Along with the athletics events, there is also an impressive array of musical talent at the games. Scottish fiddling, a solo bagpiping and drumming championship and the Atlantic International Highland Dance Championships provide authentic highland entertainment for spectators. These events draw local talent, as well as competitors from overseas. Musicians travel from as far as Ireland, Scotland and New Zealand to take part.


The bagpipes are a cultural artifact for the Ulster-Scots, a group often incorrectly referred to as Scotch-Irish. Author and historian Dave Tabler paid tribute to the central role of music in the lives of Scottish settlers in Appalachia.

“If they had one or two bags containing all their worldly possessions, very often they would carry a musical instrument,” said Tabler. “Music reminded them of their roots and their homeland.”

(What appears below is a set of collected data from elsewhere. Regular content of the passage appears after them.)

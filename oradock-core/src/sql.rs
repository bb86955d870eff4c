//! Database client sessions
//!
//! Builds the scripts fed to the database client on standard input and
//! reads typed results back out of its text output.
//!
//! Credentials are sent inside the script (`CONNECT ...`) so they never
//! appear on a command line.

use crate::config::Credentials;
use crate::error::ParseError;
use crate::layout::to_db_path;
use std::path::Path;

/// Session settings that reduce query output to bare values
const QUIET_SETTINGS: &[&str] = &[
    "SET HEADING OFF",
    "SET FEEDBACK OFF",
    "SET ECHO OFF",
    "SET VERIFY OFF",
    "SET PAGESIZE 0",
    "SET TRIMSPOOL ON",
];

/// A script for one client session
#[derive(Debug, Clone)]
pub struct SqlSession {
    connect: String,
    statements: Vec<String>,
}

impl SqlSession {
    /// Session connected with the SYSDBA privilege
    ///
    /// An empty password selects operating-system authentication.
    pub fn sysdba(credentials: &Credentials) -> Self {
        let connect = if credentials.uses_os_auth() {
            "CONNECT / AS SYSDBA".to_string()
        } else {
            format!(
                "CONNECT {}/\"{}\" AS SYSDBA",
                credentials.username, credentials.password
            )
        };

        let mut statements: Vec<String> = QUIET_SETTINGS.iter().map(|s| s.to_string()).collect();
        statements.push("WHENEVER SQLERROR EXIT SQL.SQLCODE".to_string());

        Self {
            connect,
            statements,
        }
    }

    pub fn statement(mut self, sql: impl Into<String>) -> Self {
        self.statements.push(sql.into());
        self
    }

    pub fn statements<I, S>(mut self, sql: I) -> Self
    where
        I: IntoIterator<Item = S>,
        S: Into<String>,
    {
        self.statements.extend(sql.into_iter().map(Into::into));
        self
    }

    /// Full script text, ending with `EXIT`
    pub fn render(&self) -> String {
        let mut script = String::new();
        script.push_str(&self.connect);
        script.push('\n');
        for statement in &self.statements {
            script.push_str(statement);
            script.push('\n');
        }
        script.push_str("EXIT\n");
        script
    }
}

/// Query counting accounts with the given name
pub fn user_exists_query(username: &str) -> String {
    format!(
        "SELECT COUNT(*) FROM dba_users WHERE username = '{}';",
        username.to_uppercase()
    )
}

/// Statements creating the export account and its directory object
///
/// The directory object points at the host dump directory, written with
/// forward slashes.
pub fn export_account_statements(
    account: &Credentials,
    directory_object: &str,
    dump_dir: &Path,
) -> Vec<String> {
    let user = &account.username;
    vec![
        format!("CREATE USER {} IDENTIFIED BY \"{}\";", user, account.password),
        format!("GRANT CREATE SESSION, UNLIMITED TABLESPACE TO {};", user),
        format!("GRANT EXP_FULL_DATABASE TO {};", user),
        format!(
            "CREATE OR REPLACE DIRECTORY {} AS '{}';",
            directory_object,
            to_db_path(dump_dir)
        ),
        format!(
            "GRANT READ, WRITE ON DIRECTORY {} TO {};",
            directory_object, user
        ),
    ]
}

/// Reads a single count from quiet-session client output
///
/// Output carrying an `ORA-` or `SP2-` code is an error. Otherwise the last
/// run of ASCII digits is the result, so surrounding prompts, padding and
/// line breaks are ignored.
pub fn parse_count(raw: &str) -> Result<u64, ParseError> {
    if let Some(line) = raw
        .lines()
        .find(|line| line.contains("ORA-") || line.contains("SP2-"))
    {
        return Err(ParseError::ClientError(line.trim().to_string()));
    }

    let digits = last_digit_run(raw).ok_or_else(|| ParseError::NoNumber(raw.trim().to_string()))?;

    digits
        .parse::<u64>()
        .map_err(|_| ParseError::OutOfRange(digits.to_string()))
}

fn last_digit_run(raw: &str) -> Option<&str> {
    let end = raw.rfind(|c: char| c.is_ascii_digit())? + 1;
    let start = raw[..end]
        .char_indices()
        .rev()
        .find(|(_, c)| !c.is_ascii_digit())
        .map(|(i, c)| i + c.len_utf8())
        .unwrap_or(0);
    Some(&raw[start..end])
}

#[cfg(test)]
mod tests {
    use super::*;
    use std::path::PathBuf;

    #[test]
    fn test_parse_count_with_noise() {
        assert_eq!(parse_count("1"), Ok(1));
        assert_eq!(parse_count("0"), Ok(0));
        assert_eq!(parse_count("\r\n         1\r\n"), Ok(1));
        assert_eq!(parse_count("\n\n         0\n\n"), Ok(0));
        assert_eq!(parse_count("SQL> [1]\nSQL> "), Ok(1));
        assert_eq!(parse_count("\u{feff}  0  \t"), Ok(0));
        assert_eq!(parse_count("\u{feff}1"), Ok(1));
    }

    #[test]
    fn test_parse_count_takes_last_number() {
        assert_eq!(parse_count("Connected.\n   12\n"), Ok(12));
        assert_eq!(parse_count("release 19\n  1"), Ok(1));
    }

    #[test]
    fn test_parse_count_rejects_client_errors() {
        let out = "ERROR:\nORA-01017: invalid username/password; logon denied\n";
        assert_eq!(
            parse_count(out),
            Err(ParseError::ClientError(
                "ORA-01017: invalid username/password; logon denied".to_string()
            ))
        );
        assert!(matches!(
            parse_count("SP2-0306: Invalid option."),
            Err(ParseError::ClientError(_))
        ));
    }

    #[test]
    fn test_parse_count_without_digits() {
        assert!(matches!(parse_count("\n  \n"), Err(ParseError::NoNumber(_))));
        assert!(matches!(
            parse_count("99999999999999999999999"),
            Err(ParseError::OutOfRange(_))
        ));
    }

    #[test]
    fn test_sysdba_session_script() {
        let script = SqlSession::sysdba(&Credentials::new("sys", "pw"))
            .statement(user_exists_query("oradock_exp"))
            .render();

        let lines: Vec<&str> = script.lines().collect();
        assert_eq!(lines[0], "CONNECT sys/\"pw\" AS SYSDBA");
        assert!(lines.contains(&"SET HEADING OFF"));
        assert!(lines.contains(&"SET FEEDBACK OFF"));
        assert!(lines.contains(&"SET ECHO OFF"));
        assert!(lines.contains(&"WHENEVER SQLERROR EXIT SQL.SQLCODE"));
        assert_eq!(
            lines[lines.len() - 2],
            "SELECT COUNT(*) FROM dba_users WHERE username = 'ORADOCK_EXP';"
        );
        assert_eq!(lines[lines.len() - 1], "EXIT");
    }

    #[test]
    fn test_os_auth_session() {
        let script = SqlSession::sysdba(&Credentials::new("sys", "")).render();
        assert!(script.starts_with("CONNECT / AS SYSDBA\n"));
    }

    #[test]
    fn test_export_account_statements() {
        let statements = export_account_statements(
            &Credentials::new("ORADOCK_EXP", "secret"),
            "ORADOCK_EXPORT_DIR",
            &PathBuf::from(r"D:\migrate\dump"),
        );
        assert_eq!(statements.len(), 5);
        assert_eq!(statements[0], "CREATE USER ORADOCK_EXP IDENTIFIED BY \"secret\";");
        assert_eq!(
            statements[3],
            "CREATE OR REPLACE DIRECTORY ORADOCK_EXPORT_DIR AS 'D:/migrate/dump';"
        );
        assert_eq!(
            statements[4],
            "GRANT READ, WRITE ON DIRECTORY ORADOCK_EXPORT_DIR TO ORADOCK_EXP;"
        );
    }
}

Scottish bagpipe music is a competitive industry, with bands from across the world assembling in Glasgow annually for the World Pipe Band Championships. In recent years, Canadian and North American bands have featured strongly at the highest levels of the competition in Scotland. Quillin believes that festivals like The Grandfather Mountain Highland Games have helped improve the quality of pipe band music in the United States.


“At Grandfather, we took pipe band solo piping to the public by offering our stage,” he said. “When you come to our festival, you will see 250 people gathered around a stage listening to top quality solo piping because we gave it a platform.”

Quillin is one of many Appalachians who traced his roots back to Ulster-Scot heritage.


“I went to my first highland games at Grandfather Mountain in 1968 with my parents, and I haven’t missed one since,” he said.


Highland festivals are not exclusive to the Appalachian area, however, as the Ulster-Scot culture is spread out across the country. Tabler spoke of the strength of Ulster-Scot culture and how this has allowed large Appalachian communities to form in cities such as Detroit, Chicago and Cincinnati.


“Cincinnati has an annual Appalachian festival, even though the city isn’t particularly Appalachian,” said Tabler. “The Ulster-Scot people who went to Cincinnati took their culture with them and they really cluster as a community.”